偽りの仲、過去への決別
「頼まれてなんかいないよ。でも友達が死にそうになっているのを無視なんかできるかよ。」 松山はヒロに詰め寄った。 ヒロは松山をこれ以上怒らせても仕方ないと思った。「そうかよ。わかったよ松山の気持ち。俺が悪かった許してくれ。」
ヒロの言葉に松山は冷静になった。 洋二は松山がいいようにヒロにコントロールされているみたいに見えた。 結衣はヒロを見た。一瞬ではあるが笑ったのである。気持ち悪さと何かよからぬことを考えているしか思えなかった。
洋二と結衣はヒロには絶対心を許してはいけないと感じた。 松山だけがまだヒロに心を許していた。ヒロは松山の心情の流れを機敏に感じとっていた。 「松山がそんなにカズのことが大切ならば、きっと俺のことなんて許せないよな。
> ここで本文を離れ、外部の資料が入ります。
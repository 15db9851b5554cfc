// Library holdings adapter over the data4library `libSrchByBook` API

use async_trait::async_trait;
use serde::{Deserialize, Serialize};
use tokio::time::Instant;

use crate::directory::LibraryCode;
use crate::gateway::{ExternalGateway, GatewayConfig, GatewayError};
use crate::lookup::Lookup;

/// Library code as sent by the holdings service: a string on the wire, but
/// some responses carry a bare number.
#[derive(Debug, Clone, PartialEq, Eq, Serialize, Deserialize)]
#[serde(untagged)]
pub enum ExternalLibraryCode {
    Number(i64),
    Text(String),
}

impl ExternalLibraryCode {
    /// Coerces to the directory's numeric code; `None` when not numeric.
    pub fn normalize(&self) -> Option<LibraryCode> {
        match self {
            ExternalLibraryCode::Number(code) => Some(*code),
            ExternalLibraryCode::Text(code) => code.trim().parse().ok(),
        }
    }
}

impl Default for ExternalLibraryCode {
    fn default() -> Self {
        ExternalLibraryCode::Text(String::new())
    }
}

impl From<&str> for ExternalLibraryCode {
    fn from(code: &str) -> Self {
        ExternalLibraryCode::Text(code.to_string())
    }
}

#[derive(Debug, Clone, Default, PartialEq, Serialize, Deserialize)]
#[serde(default, rename_all = "camelCase")]
pub struct HoldingLibrary {
    pub lib_code: ExternalLibraryCode,
    pub lib_name: String,
    pub address: String,
    pub tel: String,
    pub fax: String,
    pub latitude: String,
    pub longitude: String,
    pub homepage: String,
    pub closed: String,
    pub operating_time: String,
}

impl HoldingLibrary {
    pub fn new(lib_code: impl Into<ExternalLibraryCode>, lib_name: impl Into<String>) -> Self {
        Self {
            lib_code: lib_code.into(),
            lib_name: lib_name.into(),
            ..Default::default()
        }
    }
}

#[derive(Debug, Clone, Default, Deserialize)]
pub struct LibWrapper {
    pub lib: HoldingLibrary,
}

#[derive(Debug, Clone, Default, Deserialize)]
#[serde(default, rename_all = "camelCase")]
pub struct HoldingsResponseBody {
    pub page_no: Option<u32>,
    pub page_size: Option<u32>,
    pub num_found: Option<u32>,
    pub result_num: Option<u32>,
    pub libs: Option<Vec<LibWrapper>>,
    pub error: Option<String>,
}

#[derive(Debug, Clone, Default, Deserialize)]
pub struct HoldingsSearchResponse {
    #[serde(default)]
    pub response: HoldingsResponseBody,
}

impl HoldingsSearchResponse {
    pub fn into_lookup(self) -> Lookup<Vec<HoldingLibrary>> {
        if let Some(error) = self.response.error {
            return Lookup::Failed(error);
        }
        match self.response.libs {
            Some(libs) if !libs.is_empty() => {
                Lookup::Found(libs.into_iter().map(|wrapper| wrapper.lib).collect())
            }
            _ => Lookup::Empty,
        }
    }
}

#[async_trait]
pub trait LibraryHoldings: Send + Sync + 'static {
    /// Libraries reported to hold a copy of `isbn`.
    async fn search_by_isbn(&self, isbn: &str) -> Lookup<Vec<HoldingLibrary>>;
}

#[derive(Debug, Clone, PartialEq)]
pub struct HoldingsConfig {
    pub gateway: GatewayConfig,
    pub auth_key: String,
    pub region: u32,
    pub page_size: u32,
}

impl Default for HoldingsConfig {
    fn default() -> Self {
        Self {
            gateway: GatewayConfig {
                base_url: "http://data4library.kr/api".to_string(),
                timeout_ms: 15_000,
                ..Default::default()
            },
            auth_key: String::new(),
            // Seoul
            region: 11,
            page_size: 10,
        }
    }
}

pub struct Data4LibraryHoldings {
    gateway: ExternalGateway,
    auth_key: String,
    region: u32,
    page_size: u32,
}

impl Data4LibraryHoldings {
    pub fn new(config: HoldingsConfig) -> Result<Self, GatewayError> {
        Ok(Self {
            gateway: ExternalGateway::new(config.gateway)?,
            auth_key: config.auth_key,
            region: config.region,
            page_size: config.page_size,
        })
    }

    fn search_params(&self, isbn: &str) -> Vec<(&'static str, String)> {
        vec![
            ("authKey", self.auth_key.clone()),
            ("format", "json".to_string()),
            ("pageNo", "1".to_string()),
            ("pageSize", self.page_size.to_string()),
            ("region", self.region.to_string()),
            ("isbn", isbn.to_string()),
        ]
    }
}

#[async_trait]
impl LibraryHoldings for Data4LibraryHoldings {
    async fn search_by_isbn(&self, isbn: &str) -> Lookup<Vec<HoldingLibrary>> {
        let started = Instant::now();
        let result = self
            .gateway
            .get_json::<HoldingsSearchResponse>("libSrchByBook", &self.search_params(isbn), &[])
            .await;

        let lookup = match result {
            Ok(response) => response.into_lookup(),
            Err(e) => Lookup::Failed(e.to_string()),
        };

        tracing::info!(
            service = "data4library",
            isbn,
            success = !lookup.is_failed(),
            duration_ms = started.elapsed().as_millis() as u64,
            "external call finished"
        );

        lookup
    }
}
だって俺の兄弟が……。」
松山はヒロの悲しげな態度に同情してしまいそうであった。 「とにかくお前はカズの見舞いに来るなよ。」 洋二はヒロと松山の話しを遮った。 これ以上松山がヒロにいいように操られることが許せなかった。
ヒロは洋二と結衣が邪魔でしょうがなかった。どうにかしてこの2人を引き離さなければならない。「いつからお前ら松山と仲良くなったんだよ。偉そうにしやがって。」 ヒロは洋二の弱みを探していた。
しかし洋二は町の有力者の息子で簡単に手を出せる人間ではなかった。「俺と松山はクラスメートだし、それにカズを介して友達だよ。」 洋二は強気になっていた。「それにお前なんかカズと仲良くないじゃないか。」 ヒロは黙ってしまった。
「もういいじゃないか洋二。」 松山はヒロを擁護した。 ヒロはありがたかった。これでまだ松山の心が少しでもこちらにむいている。挽回のチャンスは充分残されていることがわかった。「今日は諦めるけど松山、俺と2人で見舞いに行こう。
最初からこいらと一緒に行こうなんて思っていないし。」 ヒロは洋二を凄い形相で睨みつけた。 ヒロは自分の教室に戻って行った。 洋二は腹が立ってしょうがなかった。「おい松山、あんな奴と一緒に行かないよな。カズの所に。」